Try it -
The required output is the line containing "Some(SensorValue::Unavailable)" followed by each line through the end of the data below, repeated exactly and with nothing added.

Information provided -
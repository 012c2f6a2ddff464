//! Virtual table
//!
//! Published values with no wire representation: the vent mode selector and
//! the heat recovery efficiency computed from the temperature sensors.

use super::sensors::SensorTable;
use izzifast_core::{SensorId, SensorValue, VentMode};

/// Why an efficiency reading could not be produced
#[derive(Debug, Clone, Copy, PartialEq, Eq, thiserror::Error)]
pub enum ComputationError {
    #[error("efficiency input {0} not observed yet")]
    MissingInput(SensorId),
}

/// Heat recovery efficiency in percent, truncated toward zero
///
/// `outdoor` is t1, `supply` t2 and `extract` t3. Equal outdoor and extract
/// temperatures yield 0.
pub fn efficiency(outdoor: i32, supply: i32, extract: i32) -> i32 {
    if extract == outdoor {
        return 0;
    }
    let t1 = f64::from(outdoor);
    let t2 = f64::from(supply);
    let t3 = f64::from(extract);
    (((t2 - t1) / (t3 - t1)) * 100.0) as i32
}

/// One derived value
#[derive(Debug, Clone, PartialEq, Eq)]
pub struct VirtualEntry {
    pub id: SensorId,
    pub target: SensorValue,
    /// Last value handed to listeners; `None` forces the next publish
    pub last_published: Option<SensorValue>,
}

impl VirtualEntry {
    fn new(id: SensorId, target: SensorValue) -> Self {
        Self {
            id,
            target,
            last_published: None,
        }
    }
}

#[derive(Debug, Clone)]
pub struct VirtualTable {
    entries: Vec<VirtualEntry>,
}

impl Default for VirtualTable {
    fn default() -> Self {
        Self::new()
    }
}

impl VirtualTable {
    pub fn new() -> Self {
        Self {
            entries: vec![
                VirtualEntry::new(
                    SensorId::VentMode,
                    SensorValue::Value(i32::from(VentMode::None.code())),
                ),
                VirtualEntry::new(SensorId::Efficiency, SensorValue::Value(0)),
            ],
        }
    }

    /// Recompute efficiency from the latest temperatures
    ///
    /// A missing input degrades efficiency to unavailable and is returned as
    /// an error for the caller to log.
    pub fn update_efficiency(&mut self, sensors: &SensorTable) -> Result<i32, ComputationError> {
        let result = Self::compute_efficiency(sensors);
        let target = match result {
            Ok(value) => SensorValue::Value(value),
            Err(_) => SensorValue::Unavailable,
        };
        self.set_target(SensorId::Efficiency, target);
        result
    }

    fn compute_efficiency(sensors: &SensorTable) -> Result<i32, ComputationError> {
        let read = |id| sensors.value(id).ok_or(ComputationError::MissingInput(id));
        let t1 = read(SensorId::OutdoorTemperature)?;
        let t2 = read(SensorId::SupplyTemperature)?;
        let t3 = read(SensorId::ExtractTemperature)?;
        Ok(efficiency(t1, t2, t3))
    }

    pub fn set_vent_mode(&mut self, mode: VentMode) {
        self.set_target(SensorId::VentMode, SensorValue::Value(i32::from(mode.code())));
    }

    /// Current vent mode selector
    pub fn vent_mode(&self) -> VentMode {
        self.target(SensorId::VentMode)
            .and_then(|v| v.as_i32())
            .and_then(|code| VentMode::try_from(code).ok())
            .unwrap_or_default()
    }

    /// Ids whose target differs from what was last published
    pub fn reconcile(&mut self) -> Vec<SensorId> {
        let mut changed = Vec::new();
        for entry in &mut self.entries {
            if entry.last_published != Some(entry.target) {
                entry.last_published = Some(entry.target);
                changed.push(entry.id);
            }
        }
        changed
    }

    pub fn target(&self, id: SensorId) -> Option<SensorValue> {
        self.entries.iter().find(|e| e.id == id).map(|e| e.target)
    }

    /// Forget what was published so the next reconcile repeats it
    pub fn reset(&mut self, id: SensorId) -> bool {
        match self.entries.iter_mut().find(|e| e.id == id) {
            Some(entry) => {
                entry.last_published = None;
                true
            }
            None => false,
        }
    }

    pub fn entries(&self) -> &[VirtualEntry] {
        &self.entries
    }

    fn set_target(&mut self, id: SensorId, target: SensorValue) {
        if let Some(entry) = self.entries.iter_mut().find(|e| e.id == id) {
            entry.target = target;
        }
    }
}

#[cfg(test)]
mod tests {
    use super::*;
    use crate::firmware::izzi::constants::*;
    use crate::firmware::izzi::frame::Frame;

    fn sensors_with(outdoor: i8, supply: i8, extract: i8) -> SensorTable {
        let mut bytes = [0u8; FRAME_LEN];
        bytes[FRAME_ID_INDEX] = STATUS_FRAME_ID;
        bytes[STATUS_OUTDOOR_TEMP_INDEX] = outdoor as u8;
        bytes[STATUS_SUPPLY_TEMP_INDEX] = supply as u8;
        bytes[STATUS_EXTRACT_TEMP_INDEX] = extract as u8;
        let mut table = SensorTable::new();
        table.apply_status_frame(&Frame::new(bytes));
        table
    }

    #[test]
    fn test_efficiency_formula() {
        assert_eq!(efficiency(10, 20, 15), 200);
        assert_eq!(efficiency(10, 10, 10), 0);
        assert_eq!(efficiency(0, 18, 21), 85);
        // Truncation goes toward zero, not down
        assert_eq!(efficiency(10, 7, 17), -42);
    }

    #[test]
    fn test_update_efficiency_from_sensors() {
        let mut table = VirtualTable::new();
        assert_eq!(table.update_efficiency(&sensors_with(10, 20, 15)), Ok(200));
        assert_eq!(
            table.target(SensorId::Efficiency),
            Some(SensorValue::Value(200))
        );
    }

    #[test]
    fn test_missing_input_makes_efficiency_unavailable() {
        let mut table = VirtualTable::new();
        let mut sensors = sensors_with(10, 20, 15);
        sensors.reset(SensorId::ExtractTemperature);

        assert_eq!(
            table.update_efficiency(&sensors),
            Err(ComputationError::MissingInput(SensorId::ExtractTemperature))
        );
        assert_eq!(
            table.target(SensorId::Efficiency),
            Some(SensorValue::Unavailable)
        );
    }

    #[test]
    fn test_reconcile_publishes_once() {
        let mut table = VirtualTable::new();
        let first = table.reconcile();
        assert_eq!(first, vec![SensorId::VentMode, SensorId::Efficiency]);
        assert!(table.reconcile().is_empty());

        table.set_vent_mode(VentMode::CookerHood);
        assert_eq!(table.reconcile(), vec![SensorId::VentMode]);
        assert_eq!(table.vent_mode(), VentMode::CookerHood);
    }

    #[test]
    fn test_unavailable_is_published_once() {
        let mut table = VirtualTable::new();
        table.reconcile();
        let _ = table.update_efficiency(&SensorTable::new());
        assert_eq!(table.reconcile(), vec![SensorId::Efficiency]);
        let _ = table.update_efficiency(&SensorTable::new());
        assert!(table.reconcile().is_empty());
    }

    #[test]
    fn test_reset_forces_republish() {
        let mut table = VirtualTable::new();
        table.reconcile();
        assert!(table.reset(SensorId::Efficiency));
        assert!(!table.reset(SensorId::SupplyTemperature));
        assert_eq!(table.reconcile(), vec![SensorId::Efficiency]);
    }
}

Output of the task -
            Some(SensorValue::Unavailable)
        );
    }

    #[test]
    fn test_reconcile_publishes_once() {
        let mut table = VirtualTable::new();
        let first = table.reconcile();
        assert_eq!(first, vec![SensorId::VentMode, SensorId::Efficiency]);
        assert!(table.reconcile().is_empty());

        table.set_vent_mode(VentMode::CookerHood);
        assert_eq!(table.reconcile(), vec![SensorId::VentMode]);
        assert_eq!(table.vent_mode(), VentMode::CookerHood);
    }

    #[test]
    fn test_unavailable_is_published_once() {
        let mut table = VirtualTable::new();
        table.reconcile();
        let _ = table.update_efficiency(&SensorTable::new());
        assert_eq!(table.reconcile(), vec![SensorId::Efficiency]);
        let _ = table.update_efficiency(&SensorTable::new());
        assert!(table.reconcile().is_empty());
    }

    #[test]
    fn test_reset_forces_republish() {
        let mut table = VirtualTable::new();
        table.reconcile();
        assert!(table.reset(SensorId::Efficiency));
        assert!(!table.reset(SensorId::SupplyTemperature));
        assert_eq!(table.reconcile(), vec![SensorId::Efficiency]);
    }
}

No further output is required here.